● Exercise input:

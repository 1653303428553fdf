use std::fmt;

use chrono::{DateTime, Utc};
use rust_decimal::prelude::ToPrimitive;
use rust_decimal::Decimal;
use serde::{Deserialize, Serialize};
use serde_json::{Map, Value};
use thiserror::Error;

/// Currencies the processor charges without a fractional minor unit.
const ZERO_DECIMAL_CURRENCIES: &[&str] = &[
    "bif", "clp", "djf", "gnf", "jpy", "kmf", "krw", "mga", "pyg", "rwf", "ugx", "vnd", "vuv",
    "xaf", "xof", "xpf",
];

/// Invoice document as persisted in the document store.
///
/// The document is owned by another system, so fields this service does not
/// know about are kept in `extra` and written back untouched.
#[derive(Debug, Clone, PartialEq, Serialize, Deserialize)]
#[serde(rename_all = "camelCase")]
pub struct Invoice {
    pub id: String,
    #[serde(default, skip_serializing_if = "Option::is_none")]
    pub currency: Option<String>,
    #[serde(default)]
    pub items: Vec<InvoiceItem>,
    #[serde(default, skip_serializing_if = "Option::is_none")]
    pub total: Option<Decimal>,
    #[serde(default)]
    pub status: InvoiceStatus,
    #[serde(default, skip_serializing_if = "Option::is_none")]
    pub checkout_url: Option<String>,
    #[serde(default, skip_serializing_if = "Option::is_none")]
    pub provider_session_id: Option<String>,
    #[serde(default, skip_serializing_if = "Option::is_none")]
    pub provider_payment_intent_id: Option<String>,
    #[serde(default, skip_serializing_if = "Option::is_none")]
    pub payment_intent_id: Option<String>,
    #[serde(default, skip_serializing_if = "Option::is_none")]
    pub payment_info: Option<PaymentInfo>,
    #[serde(default, skip_serializing_if = "Option::is_none")]
    pub paid_at: Option<DateTime<Utc>>,
    #[serde(default, skip_serializing_if = "Option::is_none")]
    pub updated_at: Option<DateTime<Utc>>,
    #[serde(flatten)]
    pub extra: Map<String, Value>,
}

/// A single billable line on an invoice.
#[derive(Debug, Clone, PartialEq, Serialize, Deserialize)]
#[serde(rename_all = "camelCase")]
pub struct InvoiceItem {
    #[serde(alias = "desc")]
    pub description: String,
    #[serde(alias = "price", alias = "unit_price")]
    pub unit_price: Decimal,
}

/// Lifecycle status of an invoice.
///
/// Values other than `pending` and `paid` belong to other systems and are
/// carried through as-is.
#[derive(Debug, Clone, PartialEq, Eq, Default, Serialize, Deserialize)]
#[serde(from = "String", into = "String")]
pub enum InvoiceStatus {
    #[default]
    Pending,
    Paid,
    Other(String),
}

impl InvoiceStatus {
    pub fn as_str(&self) -> &str {
        match self {
            Self::Pending => "pending",
            Self::Paid => "paid",
            Self::Other(value) => value,
        }
    }

    pub fn is_paid(&self) -> bool {
        matches!(self, Self::Paid)
    }
}

impl From<String> for InvoiceStatus {
    fn from(value: String) -> Self {
        match value.as_str() {
            "pending" => Self::Pending,
            "paid" => Self::Paid,
            _ => Self::Other(value),
        }
    }
}

impl From<InvoiceStatus> for String {
    fn from(value: InvoiceStatus) -> Self {
        match value {
            InvoiceStatus::Other(raw) => raw,
            other => other.as_str().to_string(),
        }
    }
}

impl fmt::Display for InvoiceStatus {
    fn fmt(&self, f: &mut fmt::Formatter<'_>) -> fmt::Result {
        f.write_str(self.as_str())
    }
}

/// Payment details attached when the processor confirms a payment.
#[derive(Debug, Clone, PartialEq, Eq, Serialize, Deserialize)]
pub struct PaymentInfo {
    #[serde(default, skip_serializing_if = "Option::is_none")]
    pub provider_session_id: Option<String>,
    #[serde(default, skip_serializing_if = "Option::is_none")]
    pub amount_total: Option<i64>,
    #[serde(default, skip_serializing_if = "Option::is_none")]
    pub currency: Option<String>,
    #[serde(default, skip_serializing_if = "Option::is_none")]
    pub payer_email: Option<String>,
}

/// Mutation applied to an invoice once a payment is confirmed.
#[derive(Debug, Clone, PartialEq, Eq)]
pub struct PaidUpdate {
    pub paid_at: DateTime<Utc>,
    pub payment_info: Option<PaymentInfo>,
    pub payment_intent_id: Option<String>,
}

impl PaidUpdate {
    pub fn at(now: DateTime<Utc>) -> Self {
        Self {
            paid_at: now,
            payment_info: None,
            payment_intent_id: None,
        }
    }
}

/// Errors raised while deriving amounts from an invoice.
#[derive(Debug, Clone, PartialEq, Eq, Error)]
pub enum InvoiceError {
    #[error("invoice has neither a total nor any items")]
    NoAmount,
    #[error("amount must be positive (got {0})")]
    NonPositive(Decimal),
    #[error("amount {amount} has more precision than {currency} allows")]
    Precision { amount: Decimal, currency: String },
    #[error("amount {0} is out of range")]
    OutOfRange(Decimal),
}

impl Invoice {
    /// Creates an empty pending invoice with the provided key.
    pub fn new(id: impl Into<String>) -> Self {
        Self {
            id: id.into(),
            currency: None,
            items: Vec::new(),
            total: None,
            status: InvoiceStatus::Pending,
            checkout_url: None,
            provider_session_id: None,
            provider_payment_intent_id: None,
            payment_intent_id: None,
            payment_info: None,
            paid_at: None,
            updated_at: None,
            extra: Map::new(),
        }
    }

    /// Returns the invoice currency in lowercase, or `default` when unset.
    pub fn currency_or(&self, default: &str) -> String {
        self.currency
            .as_deref()
            .map(str::trim)
            .filter(|value| !value.is_empty())
            .unwrap_or(default)
            .to_ascii_lowercase()
    }

    /// Returns the amount due in major units.
    ///
    /// An explicit `total` wins; otherwise the item prices are summed.
    pub fn amount_due(&self) -> Result<Decimal, InvoiceError> {
        if let Some(total) = self.total {
            return Ok(total);
        }
        if self.items.is_empty() {
            return Err(InvoiceError::NoAmount);
        }
        Ok(self.items.iter().map(|item| item.unit_price).sum())
    }

    /// Applies a confirmed payment. Returns `false` without touching the
    /// document when the invoice is already paid.
    pub fn apply_paid(&mut self, update: &PaidUpdate) -> bool {
        if self.status.is_paid() {
            return false;
        }
        self.status = InvoiceStatus::Paid;
        self.paid_at = Some(update.paid_at);
        self.updated_at = Some(update.paid_at);
        if let Some(info) = &update.payment_info {
            self.payment_info = Some(info.clone());
        }
        if let Some(intent_id) = &update.payment_intent_id {
            self.payment_intent_id = Some(intent_id.clone());
        }
        true
    }
}

/// Number of fractional digits the processor expects for `currency`.
pub fn minor_unit_exponent(currency: &str) -> u32 {
    if ZERO_DECIMAL_CURRENCIES.contains(&currency.to_ascii_lowercase().as_str()) {
        0
    } else {
        2
    }
}

/// Converts a major-unit amount into the processor's integer minor units.
pub fn to_minor_units(amount: Decimal, currency: &str) -> Result<i64, InvoiceError> {
    if amount <= Decimal::ZERO {
        return Err(InvoiceError::NonPositive(amount));
    }
    let exponent = minor_unit_exponent(currency);
    if amount.round_dp(exponent) != amount {
        return Err(InvoiceError::Precision {
            amount,
            currency: currency.to_string(),
        });
    }
    let scaled = amount
        .checked_mul(Decimal::from(10_i64.pow(exponent)))
        .ok_or(InvoiceError::OutOfRange(amount))?;
    scaled.to_i64().ok_or(InvoiceError::OutOfRange(amount))
}

#[cfg(test)]
mod tests {
    use super::*;
    use serde_json::json;

    fn wash_invoice() -> Invoice {
        serde_json::from_value(json!({
            "id": "INV-1",
            "currency": "usd",
            "items": [{ "desc": "Wash", "price": 10.00 }],
            "status": "pending",
            "customer": { "name": "Ada" }
        }))
        .expect("invoice should decode")
    }

    #[test]
    fn decodes_item_aliases_and_preserves_unknown_fields() {
        let invoice = wash_invoice();
        assert_eq!(invoice.items[0].description, "Wash");
        assert_eq!(invoice.items[0].unit_price, Decimal::new(1000, 2));
        assert_eq!(invoice.status, InvoiceStatus::Pending);

        let encoded = serde_json::to_value(&invoice).expect("encode");
        assert_eq!(encoded["customer"]["name"], "Ada");
        assert_eq!(encoded["items"][0]["description"], "Wash");
    }

    #[test]
    fn missing_status_defaults_to_pending() {
        let invoice: Invoice = serde_json::from_value(json!({ "id": "INV-2" })).expect("decode");
        assert_eq!(invoice.status, InvoiceStatus::Pending);
        assert_eq!(invoice.currency_or("usd"), "usd");
    }

    #[test]
    fn unknown_status_round_trips_verbatim() {
        let invoice: Invoice =
            serde_json::from_value(json!({ "id": "INV-3", "status": "void" })).expect("decode");
        assert_eq!(invoice.status, InvoiceStatus::Other("void".to_string()));
        let encoded = serde_json::to_value(&invoice).expect("encode");
        assert_eq!(encoded["status"], "void");
    }

    #[test]
    fn amount_due_prefers_total_then_items() {
        let mut invoice = wash_invoice();
        invoice.items.push(InvoiceItem {
            description: "Dry".to_string(),
            unit_price: Decimal::new(550, 2),
        });
        assert_eq!(invoice.amount_due(), Ok(Decimal::new(1550, 2)));

        invoice.total = Some(Decimal::new(2000, 2));
        assert_eq!(invoice.amount_due(), Ok(Decimal::new(2000, 2)));

        assert_eq!(Invoice::new("empty").amount_due(), Err(InvoiceError::NoAmount));
    }

    #[test]
    fn converts_to_minor_units() {
        assert_eq!(to_minor_units(Decimal::new(1000, 2), "usd"), Ok(1000));
        assert_eq!(to_minor_units(Decimal::new(1999, 2), "EUR"), Ok(1999));
        assert_eq!(to_minor_units(Decimal::new(500, 0), "jpy"), Ok(500));
        assert!(matches!(
            to_minor_units(Decimal::new(5005, 1), "jpy"),
            Err(InvoiceError::Precision { .. })
        ));
        assert!(matches!(
            to_minor_units(Decimal::new(1001, 3), "usd"),
            Err(InvoiceError::Precision { .. })
        ));
        assert!(matches!(
            to_minor_units(Decimal::ZERO, "usd"),
            Err(InvoiceError::NonPositive(_))
        ));
    }

    #[test]
    fn apply_paid_is_monotonic() {
        let mut invoice = wash_invoice();
        let first_at = DateTime::parse_from_rfc3339("2024-01-01T00:00:00Z")
            .expect("time")
            .with_timezone(&Utc);
        let update = PaidUpdate {
            paid_at: first_at,
            payment_info: Some(PaymentInfo {
                provider_session_id: Some("cs_1".to_string()),
                amount_total: Some(1000),
                currency: Some("usd".to_string()),
                payer_email: None,
            }),
            payment_intent_id: Some("pi_1".to_string()),
        };

        assert!(invoice.apply_paid(&update));
        let after_first = invoice.clone();

        let later = PaidUpdate::at(first_at + chrono::Duration::minutes(5));
        assert!(!invoice.apply_paid(&later));
        assert_eq!(invoice, after_first);
        assert_eq!(invoice.paid_at, Some(first_at));
        assert_eq!(invoice.payment_intent_id.as_deref(), Some("pi_1"));
    }
}
//! Capability interfaces for the external collaborators.
//!
//! The webhook path and the checkout handlers only see these traits; the
//! binary wires in the SQLite store, the HTTP gateway and the HMAC verifier.

use async_trait::async_trait;
use chrono::{DateTime, Utc};
use thiserror::Error;

use crate::events::InboundEvent;
use crate::invoice::{Invoice, PaidUpdate};
use crate::signature::VerifyError;

/// Verifies a webhook delivery and decodes it once it is trusted.
pub trait PaymentVerifier: Send + Sync {
    fn verify(
        &self,
        raw_body: &[u8],
        signature_header: Option<&str>,
        now: DateTime<Utc>,
    ) -> Result<InboundEvent, VerifyError>;
}

/// Keyed access to invoice documents.
#[async_trait]
pub trait InvoiceStore: Send + Sync {
    async fn get(&self, id: &str) -> Result<Option<Invoice>, StoreError>;

    /// Looks up the invoice whose provider session or intent id equals
    /// `provider_ref`. Returns at most one invoice.
    async fn find_by_provider_ref(&self, provider_ref: &str)
        -> Result<Option<Invoice>, StoreError>;

    async fn record_checkout(
        &self,
        id: &str,
        session: &CheckoutSession,
        now: DateTime<Utc>,
    ) -> Result<(), StoreError>;

    async fn record_payment_intent(
        &self,
        id: &str,
        intent_id: &str,
        now: DateTime<Utc>,
    ) -> Result<(), StoreError>;

    /// Marks the invoice paid unless it already is. Must be safe to call
    /// concurrently for the same invoice.
    async fn mark_paid(&self, id: &str, update: &PaidUpdate) -> Result<MarkPaidOutcome, StoreError>;
}

/// Result of [`InvoiceStore::mark_paid`].
#[derive(Debug, Clone, Copy, PartialEq, Eq)]
pub enum MarkPaidOutcome {
    Applied,
    AlreadyPaid,
    NotFound,
}

#[derive(Debug, Error)]
pub enum StoreError {
    #[error("invoice {0} not found")]
    NotFound(String),
    #[error("invoice document {id} is corrupt: {reason}")]
    Corrupt { id: String, reason: String },
    #[error("store unavailable: {0}")]
    Unavailable(String),
}

/// Creates hosted checkout sessions and payment intents.
#[async_trait]
pub trait PaymentGateway: Send + Sync {
    async fn create_checkout_session(
        &self,
        request: &CheckoutRequest,
    ) -> Result<CheckoutSession, GatewayError>;

    async fn create_payment_intent(
        &self,
        request: &PaymentIntentRequest,
    ) -> Result<PaymentIntent, GatewayError>;
}

/// One line of a hosted checkout page. `unit_amount` is in minor units.
#[derive(Debug, Clone, PartialEq, Eq)]
pub struct LineItem {
    pub name: String,
    pub unit_amount: i64,
    pub quantity: u32,
}

#[derive(Debug, Clone, PartialEq, Eq)]
pub struct CheckoutRequest {
    pub line_items: Vec<LineItem>,
    pub currency: String,
    pub success_url: String,
    pub cancel_url: String,
    pub invoice_id: Option<String>,
}

#[derive(Debug, Clone, PartialEq, Eq)]
pub struct CheckoutSession {
    pub id: String,
    pub url: String,
}

#[derive(Debug, Clone, PartialEq, Eq)]
pub struct PaymentIntentRequest {
    pub amount: i64,
    pub currency: String,
    pub invoice_id: String,
}

#[derive(Debug, Clone, PartialEq, Eq)]
pub struct PaymentIntent {
    pub id: String,
    pub client_secret: String,
}

#[derive(Debug, Error)]
pub enum GatewayError {
    #[error("processor rejected the request ({status}): {message}")]
    Rejected { status: u16, message: String },
    #[error("processor unreachable: {0}")]
    Transport(String),
    #[error("unexpected processor response: {0}")]
    InvalidResponse(String),
}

● What to do:
Pull every line with the string "InboundEvent" out of the material.

● Response area:
use crate::events::InboundEvent;
    ) -> Result<InboundEvent, VerifyError>;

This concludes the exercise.